Find the line in the entries below that contains "document.layer_store()?;". Repeat it exactly, and every line after it through the line that contains "fn with_layers<T>(&mut self, f: impl".

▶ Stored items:
*-*-*

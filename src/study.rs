//! File-backed study: the graph plus its non-default layers.
//!
//! This is the storage behind the bundled server and offline rendering.
//! Every mutation goes through [`LayerStore`] or [`Graph`] so the same
//! invariants hold as in the interactive controller.

use std::fs;
use std::path::Path;

use anyhow::{Context, Result};
use serde::{Deserialize, Serialize};

use crate::color::Rgb;
use crate::error::{EntityKind, MapError, MapResult};
use crate::graph::{Graph, Link, link_identifier};
use crate::layers::{LayerOverride, LayerRecord, LayerStore, OverridePatch};
use crate::render::RenderModel;
use crate::selection::SelectionController;

#[derive(Debug, Clone, Default, PartialEq, Serialize, Deserialize)]
#[serde(rename_all = "camelCase")]
pub struct StudyDocument {
    pub id: String,
    #[serde(flatten)]
    pub graph: Graph,
    #[serde(default)]
    pub layers: Vec<LayerRecord>,
    #[serde(default, skip_serializing_if = "is_unset")]
    pub next_layer_id: u64,
}

fn is_unset(value: &u64) -> bool {
    *value == 0
}

impl StudyDocument {
    pub fn new(id: impl Into<String>, graph: Graph) -> Self {
        Self {
            id: id.into(),
            graph,
            layers: Vec::new(),
            next_layer_id: 0,
        }
    }

    pub fn from_json(contents: &str) -> Result<Self> {
        let document: Self =
            serde_json::from_str(contents).context("failed to parse study document")?;
        // Surfaces duplicate layer names or ids before anything is served.
        document.layer_store()?;
        Ok(document)
    }

    pub fn to_json(&self) -> Result<String> {
        serde_json::to_string_pretty(self).context("failed to serialize study document")
    }

    pub fn load(path: &Path) -> Result<Self> {
        let contents = fs::read_to_string(path)
            .with_context(|| format!("failed to read '{}'", path.display()))?;
        Self::from_json(&contents).with_context(|| format!("invalid study '{}'", path.display()))
    }

    pub fn save(&self, path: &Path) -> Result<()> {
        let contents = self.to_json()?;
        fs::write(path, contents.as_bytes())
            .with_context(|| format!("failed to write '{}'", path.display()))
    }

    pub fn layer_store(&self) -> MapResult<LayerStore> {
        let mut store = LayerStore::from_records(self.layers.clone())?;
        store.reserve_ids_below(self.next_layer_id);
        Ok(store)
    }

    fn with_layers<T>(&mut self, f: impl FnOnce(&mut LayerStore) -> MapResult<T>) -> MapResult<T> {
        let mut store = self.layer_store()?;
        let value = f(&mut store)?;
        if store.is_dirty() {
            self.layers = store.to_records();
            self.next_layer_id = store.next_id();
        }
        Ok(value)
    }

    fn ensure_node(&self, node_id: &str) -> MapResult<()> {
        if self.graph.contains_node(node_id) {
            Ok(())
        } else {
            Err(MapError::not_found(EntityKind::Node, node_id))
        }
    }

    /// Adds a link between two existing nodes. Either orientation of an
    /// existing link yields the existing identifier.
    pub fn add_link(&mut self, source: &str, target: &str) -> MapResult<String> {
        if source == target {
            return Err(MapError::invalid_state(format!(
                "node '{source}' cannot be linked to itself"
            )));
        }
        self.ensure_node(source)?;
        self.ensure_node(target)?;
        Ok(self.graph.insert_link(Link::new(source, target)))
    }

    pub fn remove_link(&mut self, source: &str, target: &str) -> MapResult<()> {
        let id = link_identifier(source, target);
        if self.graph.remove_link(&id) {
            Ok(())
        } else {
            Err(MapError::not_found(EntityKind::Link, id))
        }
    }

    /// Removes a node, its links, memberships and overrides.
    pub fn remove_node(&mut self, node_id: &str) -> MapResult<()> {
        if !self.graph.remove_node(node_id) {
            return Err(MapError::not_found(EntityKind::Node, node_id));
        }
        self.with_layers(|store| {
            store.forget_node(node_id);
            Ok(())
        })
    }

    pub fn set_node_position(
        &mut self,
        node_id: &str,
        x: f64,
        y: f64,
        color: Option<Rgb>,
    ) -> MapResult<()> {
        let node = self
            .graph
            .node_mut(node_id)
            .ok_or_else(|| MapError::not_found(EntityKind::Node, node_id))?;
        node.x = x;
        node.y = y;
        if let Some(color) = color {
            node.color = color;
        }
        Ok(())
    }

    pub fn create_layer(&mut self, name: &str) -> MapResult<String> {
        self.with_layers(|store| store.create_layer(name))
    }

    pub fn rename_layer(&mut self, layer_id: &str, name: &str) -> MapResult<()> {
        self.with_layers(|store| store.rename_layer(layer_id, name))
    }

    pub fn delete_layer(&mut self, layer_id: &str) -> MapResult<()> {
        self.with_layers(|store| store.delete_layer(layer_id))
    }

    pub fn set_layer_membership(&mut self, layer_id: &str, node_ids: Vec<String>) -> MapResult<()> {
        for node_id in &node_ids {
            self.ensure_node(node_id)?;
        }
        self.with_layers(|store| store.set_layer_membership(layer_id, node_ids))
    }

    pub fn set_layer_override(
        &mut self,
        layer_id: &str,
        node_id: &str,
        patch: OverridePatch,
    ) -> MapResult<LayerOverride> {
        self.ensure_node(node_id)?;
        self.with_layers(|store| store.set_override(layer_id, node_id, patch))
    }

    /// Projects the study onto a layer given by id or name, the default
    /// layer when `None`.
    pub fn render_model(&self, layer: Option<&str>) -> MapResult<RenderModel> {
        let store = self.layer_store()?;
        let layer_id = match layer {
            Some(wanted) => store
                .resolve(wanted)
                .map(|layer| layer.id.clone())
                .ok_or_else(|| MapError::not_found(EntityKind::Layer, wanted))?,
            None => crate::layers::DEFAULT_LAYER_ID.to_string(),
        };
        Ok(RenderModel::build(
            &self.graph,
            &store,
            &layer_id,
            &SelectionController::new(),
        ))
    }
}
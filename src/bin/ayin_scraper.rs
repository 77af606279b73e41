//! Ayin scraper binary - discovers the exchange's swap contracts and prints
//! trades as they are scraped.

use std::process::exit;

use ayin_scraper::{
    Exchange,
    config::ScraperConfig,
    rpc::AlephiumClient,
    scraper::{Scraper, discover_swap_relations},
    store::MemoryStore,
};
use clap::Parser;
use tracing::{error, info, warn};

#[derive(Parser, Debug)]
#[command(name = "ayin_scraper")]
#[command(about = "Scrape swap trades of an Alephium DEX and print them")]
struct Args {
    /// Exchange name, also the prefix of configuration variables
    #[arg(short, long, default_value = "Ayin")]
    exchange: String,

    /// Blockchain the exchange runs on
    #[arg(short, long, default_value = "Alephium")]
    blockchain: String,

    /// Stop after this many trades
    #[arg(long)]
    max_trades: Option<usize>,

    /// Skip swap contract discovery, useful with a pre-populated store only
    #[arg(long)]
    no_discover: bool,
}

#[tokio::main]
async fn main() {
    if let Err(e) = dotenvy::dotenv() {
        eprintln!("Warning: Failed to load .env file: {}", e);
    }

    let args = Args::parse();

    if std::env::var("RUST_LOG").is_err() {
        unsafe {
            std::env::set_var("RUST_LOG", "info");
        }
    }
    tracing_subscriber::fmt()
        .with_env_filter(tracing_subscriber::EnvFilter::from_default_env())
        .init();

    let exchange = Exchange::custom(&args.exchange, &args.blockchain);
    let config = match ScraperConfig::from_env(exchange.name()) {
        Ok(config) => config,
        Err(e) => {
            eprintln!("Failed to parse environment configuration: {}", e);
            exit(1);
        }
    };

    let client = match AlephiumClient::new(&config) {
        Ok(client) => client,
        Err(e) => {
            eprintln!("Failed to create API client: {}", e);
            exit(1);
        }
    };

    let store = MemoryStore::new();
    if !args.no_discover {
        match discover_swap_relations(
            &client,
            &exchange,
            config.swap_contracts_limit,
            config.sleep_timeout(),
        )
        .await
        {
            Ok(relations) => {
                info!(count = relations.len(), "swap contracts discovered");
                for relation in relations {
                    store.insert_swap_relation(exchange.blockchain(), relation);
                }
            }
            Err(e) => {
                error!(error = %e, "swap contract discovery failed");
                exit(1);
            }
        }
    }

    let (scraper, mut trades) = Scraper::new(exchange, config, client, store, true);

    let mut count = 0usize;
    loop {
        tokio::select! {
            trade = trades.recv() => {
                let Some(trade) = trade else {
                    warn!("trade channel closed");
                    break;
                };
                println!(
                    "{} {:<16} price: {:<24} volume: {:<24} tx: {}",
                    trade.time, trade.pair, trade.price, trade.volume, trade.foreign_trade_id
                );
                count += 1;
                if args.max_trades.is_some_and(|max| count >= max) {
                    break;
                }
            }
            _ = tokio::signal::ctrl_c() => {
                info!("interrupted");
                break;
            }
        }
    }

    if let Err(e) = scraper.close().await {
        error!(error = %e, "scraper stopped with error");
        exit(1);
    }
    info!(trades = count, "done");
}
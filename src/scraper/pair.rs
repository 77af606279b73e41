//! Pair registration.

use std::sync::{
    Arc,
    atomic::{AtomicBool, AtomicI64, Ordering},
};

use dashmap::DashMap;

use super::state::SharedState;
use crate::{error::ScraperError, types::ExchangePair};

/// Handle of a registered trading pair.
///
/// The handle has no failure state of its own, [`PairHandle::error`] reports
/// the error the whole scraper stopped on.
#[derive(Clone, Debug)]
pub struct PairHandle {
    inner: Arc<PairInner>,
    state: SharedState,
}

#[derive(Debug)]
struct PairInner {
    pair: ExchangePair,
    closed: AtomicBool,
    last_record: AtomicI64,
}

impl PairHandle {
    fn new(pair: ExchangePair, state: SharedState) -> Self {
        Self {
            inner: Arc::new(PairInner {
                pair,
                closed: AtomicBool::new(false),
                last_record: AtomicI64::new(0),
            }),
            state,
        }
    }

    pub fn pair(&self) -> &ExchangePair {
        &self.inner.pair
    }

    /// Marks the handle closed. The scraper keeps running.
    pub fn close(&self) {
        self.inner.closed.store(true, Ordering::Release);
    }

    pub fn is_closed(&self) -> bool {
        self.inner.closed.load(Ordering::Acquire)
    }

    /// Time of the latest trade published for the pair, unix milliseconds,
    /// zero if none yet.
    pub fn last_record(&self) -> i64 {
        self.inner.last_record.load(Ordering::Acquire)
    }

    /// Error the scraper terminated with, if any.
    pub fn error(&self) -> Option<Arc<ScraperError>> {
        self.state.error()
    }

    /// Whether both handles refer to the same registration.
    pub fn same_registration(&self, other: &PairHandle) -> bool {
        Arc::ptr_eq(&self.inner, &other.inner)
    }
}

/// Registered pairs keyed by [`ExchangePair::identity`].
#[derive(Debug)]
pub(crate) struct PairRegistry {
    pairs: DashMap<String, PairHandle>,
    state: SharedState,
}

impl PairRegistry {
    pub(crate) fn new(state: SharedState) -> Self {
        Self {
            pairs: DashMap::new(),
            state,
        }
    }

    /// Registers the pair, replacing an earlier registration of the same identity.
    pub(crate) fn register(&self, pair: ExchangePair) -> Result<PairHandle, ScraperError> {
        // closing waits for registrations in flight
        let lifecycle = self.state.read();
        lifecycle.ensure_running()?;

        let handle = PairHandle::new(pair, self.state.clone());
        self.pairs
            .insert(handle.pair().identity().to_string(), handle.clone());
        Ok(handle)
    }

    pub(crate) fn get(&self, identity: &str) -> Option<PairHandle> {
        self.pairs.get(identity).map(|h| h.clone())
    }

    #[cfg(test)]
    pub(crate) fn len(&self) -> usize {
        self.pairs.len()
    }

    /// Moves the last record marker of the pool forward.
    ///
    /// Both swap directions of a pool count, so `BASE-QUOTE` and
    /// `QUOTE-BASE` registrations see the same trades.
    pub(crate) fn record(&self, base: &str, quote: &str, time: i64) {
        for identity in [format!("{base}-{quote}"), format!("{quote}-{base}")] {
            if let Some(handle) = self.pairs.get(&identity) {
                handle.inner.last_record.fetch_max(time, Ordering::AcqRel);
            }
        }
    }
}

*-*-*

▶ EXERCISE RESPONSE:
        document.layer_store()?;
        Ok(document)
    }

    pub fn to_json(&self) -> Result<String> {
        serde_json::to_string_pretty(self).context("failed to serialize study document")
    }

    pub fn load(path: &Path) -> Result<Self> {
        let contents = fs::read_to_string(path)
            .with_context(|| format!("failed to read '{}'", path.display()))?;
        Self::from_json(&contents).with_context(|| format!("invalid study '{}'", path.display()))
    }

    pub fn save(&self, path: &Path) -> Result<()> {
        let contents = self.to_json()?;
        fs::write(path, contents.as_bytes())
            .with_context(|| format!("failed to write '{}'", path.display()))
    }

    pub fn layer_store(&self) -> MapResult<LayerStore> {
        let mut store = LayerStore::from_records(self.layers.clone())?;
        store.reserve_ids_below(self.next_layer_id);
        Ok(store)
    }

    fn with_layers<T>(&mut self, f: impl FnOnce(&mut LayerStore) -> MapResult<T>) -> MapResult<T> {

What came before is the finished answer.